=== Try it ===
Below are the records; copy each line in which "only" can be found.

· · · · · · ·

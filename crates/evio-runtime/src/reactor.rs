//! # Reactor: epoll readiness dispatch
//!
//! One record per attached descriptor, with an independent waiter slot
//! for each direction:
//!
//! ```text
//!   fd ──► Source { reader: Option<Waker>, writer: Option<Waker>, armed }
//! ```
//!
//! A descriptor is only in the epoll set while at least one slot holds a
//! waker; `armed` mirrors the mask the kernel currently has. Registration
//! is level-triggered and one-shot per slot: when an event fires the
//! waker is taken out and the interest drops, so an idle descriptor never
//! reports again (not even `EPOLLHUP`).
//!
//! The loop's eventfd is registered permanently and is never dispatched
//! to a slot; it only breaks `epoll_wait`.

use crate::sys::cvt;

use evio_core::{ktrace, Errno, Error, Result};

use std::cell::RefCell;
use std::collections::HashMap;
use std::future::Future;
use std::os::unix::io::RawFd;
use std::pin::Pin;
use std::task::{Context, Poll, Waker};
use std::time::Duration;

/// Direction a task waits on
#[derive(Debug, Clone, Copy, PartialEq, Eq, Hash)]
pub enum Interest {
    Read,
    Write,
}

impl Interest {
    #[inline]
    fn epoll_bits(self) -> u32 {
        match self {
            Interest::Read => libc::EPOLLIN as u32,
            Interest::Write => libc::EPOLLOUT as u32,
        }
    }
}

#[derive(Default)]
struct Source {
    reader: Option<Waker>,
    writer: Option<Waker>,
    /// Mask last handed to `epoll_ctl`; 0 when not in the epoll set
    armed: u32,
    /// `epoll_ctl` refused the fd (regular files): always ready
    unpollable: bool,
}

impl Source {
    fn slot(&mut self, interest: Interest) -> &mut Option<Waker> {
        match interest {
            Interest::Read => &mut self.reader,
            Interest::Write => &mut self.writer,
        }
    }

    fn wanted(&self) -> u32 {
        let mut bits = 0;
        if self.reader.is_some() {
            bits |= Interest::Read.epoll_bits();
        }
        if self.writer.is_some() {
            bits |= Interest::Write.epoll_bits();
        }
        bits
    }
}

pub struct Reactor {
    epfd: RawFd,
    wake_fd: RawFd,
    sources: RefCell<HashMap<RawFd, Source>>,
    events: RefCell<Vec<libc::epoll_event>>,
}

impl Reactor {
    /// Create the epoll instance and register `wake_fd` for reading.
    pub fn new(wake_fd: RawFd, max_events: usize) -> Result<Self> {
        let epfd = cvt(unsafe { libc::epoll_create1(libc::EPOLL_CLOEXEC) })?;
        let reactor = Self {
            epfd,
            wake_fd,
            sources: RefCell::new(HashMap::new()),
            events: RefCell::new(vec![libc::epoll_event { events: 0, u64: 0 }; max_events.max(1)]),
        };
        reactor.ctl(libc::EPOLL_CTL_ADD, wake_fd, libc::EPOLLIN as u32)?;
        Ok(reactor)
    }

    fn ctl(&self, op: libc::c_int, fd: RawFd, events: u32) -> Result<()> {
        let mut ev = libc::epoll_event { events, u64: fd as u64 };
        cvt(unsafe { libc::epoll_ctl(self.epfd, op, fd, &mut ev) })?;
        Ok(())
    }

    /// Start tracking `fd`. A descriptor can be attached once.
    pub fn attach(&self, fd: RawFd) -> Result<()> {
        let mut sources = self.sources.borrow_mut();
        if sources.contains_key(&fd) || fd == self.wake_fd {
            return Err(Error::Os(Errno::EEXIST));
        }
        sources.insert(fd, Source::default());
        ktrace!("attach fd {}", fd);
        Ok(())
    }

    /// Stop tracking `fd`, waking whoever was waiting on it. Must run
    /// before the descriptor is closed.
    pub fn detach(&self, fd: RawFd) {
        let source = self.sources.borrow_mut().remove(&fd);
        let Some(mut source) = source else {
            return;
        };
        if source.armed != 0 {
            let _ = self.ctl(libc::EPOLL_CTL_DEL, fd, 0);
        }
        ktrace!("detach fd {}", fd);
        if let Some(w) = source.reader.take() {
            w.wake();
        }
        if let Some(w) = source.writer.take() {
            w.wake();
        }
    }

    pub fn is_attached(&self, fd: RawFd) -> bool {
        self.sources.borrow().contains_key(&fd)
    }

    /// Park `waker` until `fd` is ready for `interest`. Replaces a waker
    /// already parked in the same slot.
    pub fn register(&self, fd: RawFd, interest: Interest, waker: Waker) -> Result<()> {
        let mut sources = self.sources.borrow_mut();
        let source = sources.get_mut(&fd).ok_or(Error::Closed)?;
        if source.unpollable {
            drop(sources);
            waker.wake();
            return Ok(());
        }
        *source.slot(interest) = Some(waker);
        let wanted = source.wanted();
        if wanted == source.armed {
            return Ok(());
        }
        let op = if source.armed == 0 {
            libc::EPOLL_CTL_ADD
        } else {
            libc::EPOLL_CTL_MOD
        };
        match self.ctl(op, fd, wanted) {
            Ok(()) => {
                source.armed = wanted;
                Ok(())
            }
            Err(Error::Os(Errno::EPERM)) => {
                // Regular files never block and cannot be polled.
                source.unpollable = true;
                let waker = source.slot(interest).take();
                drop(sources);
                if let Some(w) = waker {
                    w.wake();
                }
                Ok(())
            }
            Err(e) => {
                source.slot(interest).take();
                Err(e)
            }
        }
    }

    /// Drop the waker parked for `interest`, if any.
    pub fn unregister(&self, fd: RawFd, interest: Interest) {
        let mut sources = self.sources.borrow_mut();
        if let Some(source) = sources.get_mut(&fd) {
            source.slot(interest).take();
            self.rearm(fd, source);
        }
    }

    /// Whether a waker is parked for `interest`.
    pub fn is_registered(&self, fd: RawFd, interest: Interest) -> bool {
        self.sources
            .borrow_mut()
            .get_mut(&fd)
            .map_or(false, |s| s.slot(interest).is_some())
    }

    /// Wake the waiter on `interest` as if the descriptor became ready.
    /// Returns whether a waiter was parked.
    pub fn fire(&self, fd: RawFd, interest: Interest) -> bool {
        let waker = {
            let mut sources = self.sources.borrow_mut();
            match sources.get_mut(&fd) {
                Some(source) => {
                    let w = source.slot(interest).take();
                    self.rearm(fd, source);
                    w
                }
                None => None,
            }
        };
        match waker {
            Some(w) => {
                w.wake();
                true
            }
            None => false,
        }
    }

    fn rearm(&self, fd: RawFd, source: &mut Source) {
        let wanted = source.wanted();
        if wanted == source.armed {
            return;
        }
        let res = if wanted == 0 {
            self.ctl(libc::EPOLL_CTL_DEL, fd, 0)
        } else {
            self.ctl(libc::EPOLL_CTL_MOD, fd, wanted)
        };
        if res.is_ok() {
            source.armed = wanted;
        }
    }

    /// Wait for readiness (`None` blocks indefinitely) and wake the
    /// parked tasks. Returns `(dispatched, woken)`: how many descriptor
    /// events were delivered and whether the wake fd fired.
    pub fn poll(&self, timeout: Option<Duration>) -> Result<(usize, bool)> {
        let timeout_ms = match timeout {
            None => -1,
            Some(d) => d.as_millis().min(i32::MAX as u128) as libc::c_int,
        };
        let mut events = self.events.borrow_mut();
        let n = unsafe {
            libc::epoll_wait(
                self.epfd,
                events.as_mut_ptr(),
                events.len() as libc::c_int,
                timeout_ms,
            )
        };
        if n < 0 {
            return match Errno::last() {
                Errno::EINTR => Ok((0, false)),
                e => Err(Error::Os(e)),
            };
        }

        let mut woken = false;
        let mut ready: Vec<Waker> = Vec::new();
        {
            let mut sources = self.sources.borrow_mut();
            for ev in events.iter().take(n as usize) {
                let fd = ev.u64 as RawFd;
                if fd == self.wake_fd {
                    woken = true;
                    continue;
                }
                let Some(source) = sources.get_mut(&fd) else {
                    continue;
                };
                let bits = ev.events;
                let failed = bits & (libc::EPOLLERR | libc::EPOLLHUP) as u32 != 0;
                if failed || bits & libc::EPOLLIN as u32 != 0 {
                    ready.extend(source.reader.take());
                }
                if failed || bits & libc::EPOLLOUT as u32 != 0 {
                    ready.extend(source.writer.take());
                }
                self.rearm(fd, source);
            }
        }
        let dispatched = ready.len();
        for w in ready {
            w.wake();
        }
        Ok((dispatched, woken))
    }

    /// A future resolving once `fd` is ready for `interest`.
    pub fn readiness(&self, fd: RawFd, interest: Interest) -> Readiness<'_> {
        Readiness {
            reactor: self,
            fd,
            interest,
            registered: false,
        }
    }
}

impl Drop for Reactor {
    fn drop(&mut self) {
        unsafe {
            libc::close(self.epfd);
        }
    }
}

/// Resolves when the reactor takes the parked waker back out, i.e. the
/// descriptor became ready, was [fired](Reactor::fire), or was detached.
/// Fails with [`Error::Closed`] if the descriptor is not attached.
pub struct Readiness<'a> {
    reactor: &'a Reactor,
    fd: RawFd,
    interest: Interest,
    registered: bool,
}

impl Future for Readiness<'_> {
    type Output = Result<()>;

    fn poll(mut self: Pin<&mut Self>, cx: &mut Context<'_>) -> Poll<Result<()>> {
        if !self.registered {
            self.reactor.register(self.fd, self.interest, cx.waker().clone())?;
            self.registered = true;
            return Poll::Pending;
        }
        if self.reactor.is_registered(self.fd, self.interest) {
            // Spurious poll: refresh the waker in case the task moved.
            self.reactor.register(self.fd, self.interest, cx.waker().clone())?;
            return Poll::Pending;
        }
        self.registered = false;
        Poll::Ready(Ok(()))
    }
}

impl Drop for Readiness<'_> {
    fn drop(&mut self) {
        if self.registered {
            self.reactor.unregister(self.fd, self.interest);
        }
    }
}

· · · · · · ·

=== Problem solution ===
//! A descriptor is only in the epoll set while at least one slot holds a
//! to a slot; it only breaks `epoll_wait`.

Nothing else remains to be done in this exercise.